• _Task to complete_
Beginning with the very first line, please reproduce the entries exactly through the line containing "pub enum AttemptError".

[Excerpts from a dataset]
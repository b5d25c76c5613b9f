// History service - Use case for fetching a coin's price history with provider fallback
use crate::application::normalizer::{NormalizationError, SeriesNormalizer};
use crate::application::price_provider::{AdapterError, PriceProvider};
use crate::domain::outcome::{FailureReason, FetchOutcome, SeriesRequest};
use crate::domain::range::{ResolvedRange, TimeRangeResolver, TimeRangeToken};
use crate::domain::series::CanonicalSeries;
use std::sync::Arc;
use thiserror::Error;

/// Why a single provider attempt did not produce a series.
#[derive(Debug, Error)]
pub enum AttemptError {
    #[error(transparent)]
    Adapter(#[from] AdapterError),

    #[error(transparent)]
    Normalization(#[from] NormalizationError),
}

impl AttemptError {
    /// Whether the next provider in the chain should be tried.
    ///
    /// None of the current failure modes can be fixed by the caller, so all of
    /// them move on to the next provider.
    pub fn is_retryable(&self) -> bool {
        match self {
            Self::Adapter(
                AdapterError::Network(_)
                | AdapterError::RateLimited
                | AdapterError::NotFound(_)
                | AdapterError::MalformedResponse(_)
                | AdapterError::Empty,
            ) => true,
            Self::Normalization(
                NormalizationError::SchemaMismatch { .. } | NormalizationError::Empty(_),
            ) => true,
        }
    }
}

#[derive(Clone)]
pub struct HistoryService {
    providers: Vec<Arc<dyn PriceProvider>>,
}

impl HistoryService {
    /// `providers` is the fallback chain, highest priority first.
    pub fn new(providers: Vec<Arc<dyn PriceProvider>>) -> Self {
        Self { providers }
    }

    pub async fn get_price_history_str(
        &self,
        coin_id: &str,
        symbol: &str,
        range: &str,
    ) -> FetchOutcome {
        match range.parse::<TimeRangeToken>() {
            Ok(token) => self.get_price_history(coin_id, symbol, token).await,
            Err(e) => {
                tracing::debug!("Rejecting history request for {}: {}", coin_id, e);
                FetchOutcome::Failure {
                    request: SeriesRequest::new(coin_id, symbol, range),
                    reason: FailureReason::InvalidRange,
                }
            }
        }
    }

    pub async fn get_price_history(
        &self,
        coin_id: &str,
        symbol: &str,
        token: TimeRangeToken,
    ) -> FetchOutcome {
        let request = SeriesRequest::new(coin_id, symbol, token.as_str());
        let range = TimeRangeResolver::resolve(token);

        for (index, provider) in self.providers.iter().enumerate() {
            let provider_id = provider.id();
            tracing::debug!(
                "Trying provider {} ({}/{}) for {} over {}",
                provider_id,
                index + 1,
                self.providers.len(),
                coin_id,
                token
            );

            match Self::attempt(provider.as_ref(), coin_id, symbol, &range).await {
                Ok(series) => {
                    tracing::info!(
                        "Fetched {} points for {} over {} from {}",
                        series.len(),
                        coin_id,
                        token,
                        provider_id
                    );
                    return FetchOutcome::Success {
                        request,
                        series,
                        provider: provider_id,
                    };
                }
                Err(e) if e.is_retryable() => {
                    tracing::warn!("Provider {} failed for {}: {}", provider_id, coin_id, e);
                }
                Err(e) => {
                    tracing::error!("Provider {} failed terminally for {}: {}", provider_id, coin_id, e);
                    break;
                }
            }
        }

        tracing::error!("All providers exhausted for {} over {}", coin_id, token);
        FetchOutcome::Failure {
            request,
            reason: FailureReason::AllProvidersExhausted,
        }
    }

    async fn attempt(
        provider: &dyn PriceProvider,
        coin_id: &str,
        symbol: &str,
        range: &ResolvedRange,
    ) -> Result<CanonicalSeries, AttemptError> {
        let raw = provider.fetch(coin_id, symbol, range).await?;
        Ok(SeriesNormalizer::normalize(provider.id(), raw)?)
    }
}
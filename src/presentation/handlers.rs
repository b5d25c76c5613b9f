// HTTP request handlers
use crate::domain::outcome::{FailureReason, FetchOutcome};
use crate::domain::range::TimeRangeToken;
use crate::infrastructure::dto::outcome_to_response;
use crate::infrastructure::http_response::{accepts_brotli, json_response};
use crate::presentation::app_state::AppState;
use axum::{
    extract::{Path, Query, State},
    http::{HeaderMap, StatusCode},
    response::IntoResponse,
};
use serde::Deserialize;
use std::sync::Arc;

#[derive(Deserialize)]
pub struct HistoryQuery {
    pub symbol: Option<String>,
    pub range: Option<String>,
}

/// Health check endpoint
pub async fn health_check() -> &'static str {
    "ok"
}

/// Price history for one coin over the requested range
pub async fn price_history(
    Path(coin_id): Path<String>,
    Query(query): Query<HistoryQuery>,
    headers: HeaderMap,
    State(state): State<Arc<AppState>>,
) -> impl IntoResponse {
    let compress = accepts_brotli(&headers);
    let symbol = query
        .symbol
        .filter(|s| !s.trim().is_empty())
        .unwrap_or_else(|| coin_id.clone());
    let range = query
        .range
        .unwrap_or_else(|| TimeRangeToken::LastDay.as_str().to_string());

    let outcome = state
        .history_service
        .get_price_history_str(&coin_id, &symbol, &range)
        .await;

    // failures still carry a JSON body so the page can show an inline notice
    let status = match &outcome {
        FetchOutcome::Success { .. } => StatusCode::OK,
        FetchOutcome::Failure {
            reason: FailureReason::InvalidRange,
            ..
        } => StatusCode::BAD_REQUEST,
        FetchOutcome::Failure {
            reason: FailureReason::AllProvidersExhausted,
            ..
        } => StatusCode::BAD_GATEWAY,
    };

    match json_response(status, &outcome_to_response(outcome), compress).await {
        Ok(response) => response,
        Err(status) => status.into_response(),
    }
}
// HTTP response utilities for JSON bodies with optional Brotli encoding
use async_compression::tokio::bufread::BrotliEncoder;
use axum::{
    body::Body,
    http::{header, HeaderMap, HeaderValue, Response, StatusCode},
};
use serde::Serialize;
use tokio::io::AsyncReadExt;

/// Whether the client advertised Brotli support.
pub fn accepts_brotli(headers: &HeaderMap) -> bool {
    headers
        .get(header::ACCEPT_ENCODING)
        .and_then(|v| v.to_str().ok())
        .map(|s| s.split(',').any(|enc| enc.trim().starts_with("br")))
        .unwrap_or(false)
}

/// Serialize `data` to JSON and optionally compress it with Brotli.
pub async fn json_response<T: Serialize>(
    status: StatusCode,
    data: &T,
    compress: bool,
) -> Result<Response<Body>, StatusCode> {
    let json_bytes = serde_json::to_vec(data).map_err(|e| {
        tracing::error!("JSON serialization error: {}", e);
        StatusCode::INTERNAL_SERVER_ERROR
    })?;

    let (body_bytes, content_encoding) = if compress {
        let mut encoder = BrotliEncoder::new(std::io::Cursor::new(json_bytes.as_slice()));
        let mut compressed = Vec::new();
        encoder.read_to_end(&mut compressed).await.map_err(|e| {
            tracing::error!("Brotli compression error: {}", e);
            StatusCode::INTERNAL_SERVER_ERROR
        })?;
        tracing::debug!(
            "Compressed response: {} -> {} bytes",
            json_bytes.len(),
            compressed.len()
        );
        (compressed, Some("br"))
    } else {
        (json_bytes, None)
    };

    let mut response_builder = Response::builder()
        .status(status)
        .header(header::CONTENT_TYPE, "application/json")
        .header(header::CONTENT_LENGTH, HeaderValue::from(body_bytes.len()))
        .header(header::VARY, "accept-encoding");

    if let Some(encoding) = content_encoding {
        response_builder = response_builder.header(header::CONTENT_ENCODING, encoding);
    }

    response_builder.body(Body::from(body_bytes)).map_err(|e| {
        tracing::error!("Response build error: {}", e);
        StatusCode::INTERNAL_SERVER_ERROR
    })
}

#[cfg(test)]
mod tests {
    use super::*;
    use async_compression::tokio::bufread::BrotliDecoder;
    use serde_json::json;

    async fn body_bytes(response: Response<Body>) -> Vec<u8> {
        axum::body::to_bytes(response.into_body(), usize::MAX)
            .await
            .unwrap()
            .to_vec()
    }

    #[test]
    fn test_accepts_brotli() {
        let mut headers = HeaderMap::new();
        assert!(!accepts_brotli(&headers));

        headers.insert(header::ACCEPT_ENCODING, HeaderValue::from_static("gzip, deflate"));
        assert!(!accepts_brotli(&headers));

        headers.insert(header::ACCEPT_ENCODING, HeaderValue::from_static("gzip, br;q=0.9"));
        assert!(accepts_brotli(&headers));
    }

    #[tokio::test]
    async fn test_plain_json_response() {
        let response = json_response(StatusCode::BAD_GATEWAY, &json!({"a": 1}), false)
            .await
            .unwrap();
        assert_eq!(response.status(), StatusCode::BAD_GATEWAY);
        assert!(response.headers().get(header::CONTENT_ENCODING).is_none());
        assert_eq!(body_bytes(response).await, br#"{"a":1}"#.to_vec());
    }

    #[tokio::test]
    async fn test_brotli_response_round_trips() {
        let data = json!({"points": (0..200).collect::<Vec<_>>()});
        let response = json_response(StatusCode::OK, &data, true).await.unwrap();
        assert_eq!(response.headers()[header::CONTENT_ENCODING], "br");

        let compressed = body_bytes(response).await;
        let mut decoder = BrotliDecoder::new(compressed.as_slice());
        let mut plain = Vec::new();
        decoder.read_to_end(&mut plain).await.unwrap();
        let decoded: serde_json::Value = serde_json::from_slice(&plain).unwrap();
        assert_eq!(decoded, data);
    }
}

• _Solution for this exercise_
repository b5d25c76c5613b9f
// History service - Use case for fetching a coin's price history with provider fallback
use crate::application::normalizer::{NormalizationError, SeriesNormalizer};
use crate::application::price_provider::{AdapterError, PriceProvider};
use crate::domain::outcome::{FailureReason, FetchOutcome, SeriesRequest};
use crate::domain::range::{ResolvedRange, TimeRangeResolver, TimeRangeToken};
use crate::domain::series::CanonicalSeries;
use std::sync::Arc;
use thiserror::Error;

/// Why a single provider attempt did not produce a series.
#[derive(Debug, Error)]
pub enum AttemptError {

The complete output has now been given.